- _TO DO_
Lines in the records below that contain the word "enum" must each be copied.

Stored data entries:
--- START ---
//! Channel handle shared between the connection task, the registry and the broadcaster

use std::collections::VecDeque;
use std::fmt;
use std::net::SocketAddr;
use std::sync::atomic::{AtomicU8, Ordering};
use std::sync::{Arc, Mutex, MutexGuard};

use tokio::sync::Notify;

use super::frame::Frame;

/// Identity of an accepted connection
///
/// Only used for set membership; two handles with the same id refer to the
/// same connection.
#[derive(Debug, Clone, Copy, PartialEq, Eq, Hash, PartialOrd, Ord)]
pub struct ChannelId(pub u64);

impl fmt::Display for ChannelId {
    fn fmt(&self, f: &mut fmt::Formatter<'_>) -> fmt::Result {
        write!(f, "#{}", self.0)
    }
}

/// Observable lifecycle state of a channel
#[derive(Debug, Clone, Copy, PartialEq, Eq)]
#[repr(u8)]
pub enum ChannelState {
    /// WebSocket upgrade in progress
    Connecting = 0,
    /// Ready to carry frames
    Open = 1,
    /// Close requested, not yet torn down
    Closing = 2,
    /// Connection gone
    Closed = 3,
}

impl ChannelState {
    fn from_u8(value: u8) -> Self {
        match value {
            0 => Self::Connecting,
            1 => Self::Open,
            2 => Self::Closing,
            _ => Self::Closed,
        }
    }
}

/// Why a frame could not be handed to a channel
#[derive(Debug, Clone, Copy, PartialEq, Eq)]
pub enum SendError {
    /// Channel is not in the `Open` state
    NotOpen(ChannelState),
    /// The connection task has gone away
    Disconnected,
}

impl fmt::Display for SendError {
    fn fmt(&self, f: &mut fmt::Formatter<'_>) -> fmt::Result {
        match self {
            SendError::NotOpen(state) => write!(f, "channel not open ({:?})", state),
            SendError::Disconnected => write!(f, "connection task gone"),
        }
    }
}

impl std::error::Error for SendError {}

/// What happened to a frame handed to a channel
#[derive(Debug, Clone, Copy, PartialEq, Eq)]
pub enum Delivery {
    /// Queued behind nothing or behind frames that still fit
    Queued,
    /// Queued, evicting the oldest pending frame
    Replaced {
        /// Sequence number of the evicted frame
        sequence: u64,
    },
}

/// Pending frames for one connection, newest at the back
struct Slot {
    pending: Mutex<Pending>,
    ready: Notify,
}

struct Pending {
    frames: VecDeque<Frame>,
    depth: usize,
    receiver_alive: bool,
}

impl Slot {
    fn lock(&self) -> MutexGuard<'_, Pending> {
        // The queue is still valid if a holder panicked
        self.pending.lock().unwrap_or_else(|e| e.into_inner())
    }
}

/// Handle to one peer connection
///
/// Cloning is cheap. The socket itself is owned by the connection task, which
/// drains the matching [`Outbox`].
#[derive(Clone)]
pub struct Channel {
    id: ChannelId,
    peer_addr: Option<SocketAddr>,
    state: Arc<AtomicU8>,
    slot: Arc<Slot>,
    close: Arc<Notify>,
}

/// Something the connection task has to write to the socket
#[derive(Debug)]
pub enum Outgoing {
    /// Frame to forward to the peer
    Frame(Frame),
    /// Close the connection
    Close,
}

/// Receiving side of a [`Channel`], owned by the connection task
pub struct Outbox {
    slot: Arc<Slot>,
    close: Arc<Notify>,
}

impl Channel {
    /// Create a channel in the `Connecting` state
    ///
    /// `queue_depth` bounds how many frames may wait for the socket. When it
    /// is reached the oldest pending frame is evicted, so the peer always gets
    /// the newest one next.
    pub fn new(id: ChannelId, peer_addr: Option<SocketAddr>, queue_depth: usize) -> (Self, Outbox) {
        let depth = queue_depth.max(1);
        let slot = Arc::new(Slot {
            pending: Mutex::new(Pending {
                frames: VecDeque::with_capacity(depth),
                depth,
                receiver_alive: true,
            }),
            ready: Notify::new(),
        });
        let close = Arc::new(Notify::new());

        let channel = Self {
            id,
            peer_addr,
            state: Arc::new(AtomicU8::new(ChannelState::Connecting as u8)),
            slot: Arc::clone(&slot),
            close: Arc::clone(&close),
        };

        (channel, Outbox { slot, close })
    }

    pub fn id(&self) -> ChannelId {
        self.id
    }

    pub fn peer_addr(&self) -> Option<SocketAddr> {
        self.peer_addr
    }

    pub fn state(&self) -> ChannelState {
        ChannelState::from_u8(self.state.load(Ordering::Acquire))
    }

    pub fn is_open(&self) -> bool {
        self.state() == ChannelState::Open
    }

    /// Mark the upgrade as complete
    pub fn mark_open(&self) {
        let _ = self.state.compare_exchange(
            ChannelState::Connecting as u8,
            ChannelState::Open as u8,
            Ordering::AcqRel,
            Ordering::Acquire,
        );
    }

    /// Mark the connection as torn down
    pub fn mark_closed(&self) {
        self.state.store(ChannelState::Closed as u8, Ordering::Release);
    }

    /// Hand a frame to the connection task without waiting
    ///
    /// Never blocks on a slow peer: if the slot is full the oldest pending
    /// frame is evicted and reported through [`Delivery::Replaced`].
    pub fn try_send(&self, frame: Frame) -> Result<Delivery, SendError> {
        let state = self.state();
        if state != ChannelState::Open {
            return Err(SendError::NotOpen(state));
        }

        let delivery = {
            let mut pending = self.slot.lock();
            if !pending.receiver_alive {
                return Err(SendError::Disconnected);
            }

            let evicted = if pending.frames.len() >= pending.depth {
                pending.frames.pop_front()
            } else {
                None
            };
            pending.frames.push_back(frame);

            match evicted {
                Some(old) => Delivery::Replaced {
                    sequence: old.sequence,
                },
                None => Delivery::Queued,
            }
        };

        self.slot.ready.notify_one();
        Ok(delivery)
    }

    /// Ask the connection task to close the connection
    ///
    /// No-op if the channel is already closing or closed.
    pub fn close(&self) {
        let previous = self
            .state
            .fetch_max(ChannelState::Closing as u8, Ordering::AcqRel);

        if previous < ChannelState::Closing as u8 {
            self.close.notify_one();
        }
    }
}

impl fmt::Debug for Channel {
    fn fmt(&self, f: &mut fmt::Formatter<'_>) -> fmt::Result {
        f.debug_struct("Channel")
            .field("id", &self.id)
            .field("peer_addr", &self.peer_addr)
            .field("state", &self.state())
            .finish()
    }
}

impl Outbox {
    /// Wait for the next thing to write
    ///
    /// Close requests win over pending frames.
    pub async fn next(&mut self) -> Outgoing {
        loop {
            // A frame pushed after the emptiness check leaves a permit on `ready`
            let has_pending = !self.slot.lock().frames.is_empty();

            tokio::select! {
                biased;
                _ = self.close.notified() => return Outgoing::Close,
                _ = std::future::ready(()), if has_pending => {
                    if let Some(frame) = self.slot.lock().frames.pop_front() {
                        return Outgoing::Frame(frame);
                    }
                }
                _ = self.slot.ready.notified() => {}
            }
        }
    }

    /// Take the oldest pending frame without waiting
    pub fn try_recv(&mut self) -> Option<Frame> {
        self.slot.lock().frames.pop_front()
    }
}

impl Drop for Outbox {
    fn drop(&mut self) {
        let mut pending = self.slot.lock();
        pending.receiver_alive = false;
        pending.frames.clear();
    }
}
--- END ---
--- START ---
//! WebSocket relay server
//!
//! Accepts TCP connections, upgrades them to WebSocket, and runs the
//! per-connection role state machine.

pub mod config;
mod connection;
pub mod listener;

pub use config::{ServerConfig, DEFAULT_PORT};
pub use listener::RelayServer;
--- END ---
- _EXERCISE SOLUTION_
pub enum ChannelState {
pub enum SendError {
pub enum Delivery {
pub enum Outgoing {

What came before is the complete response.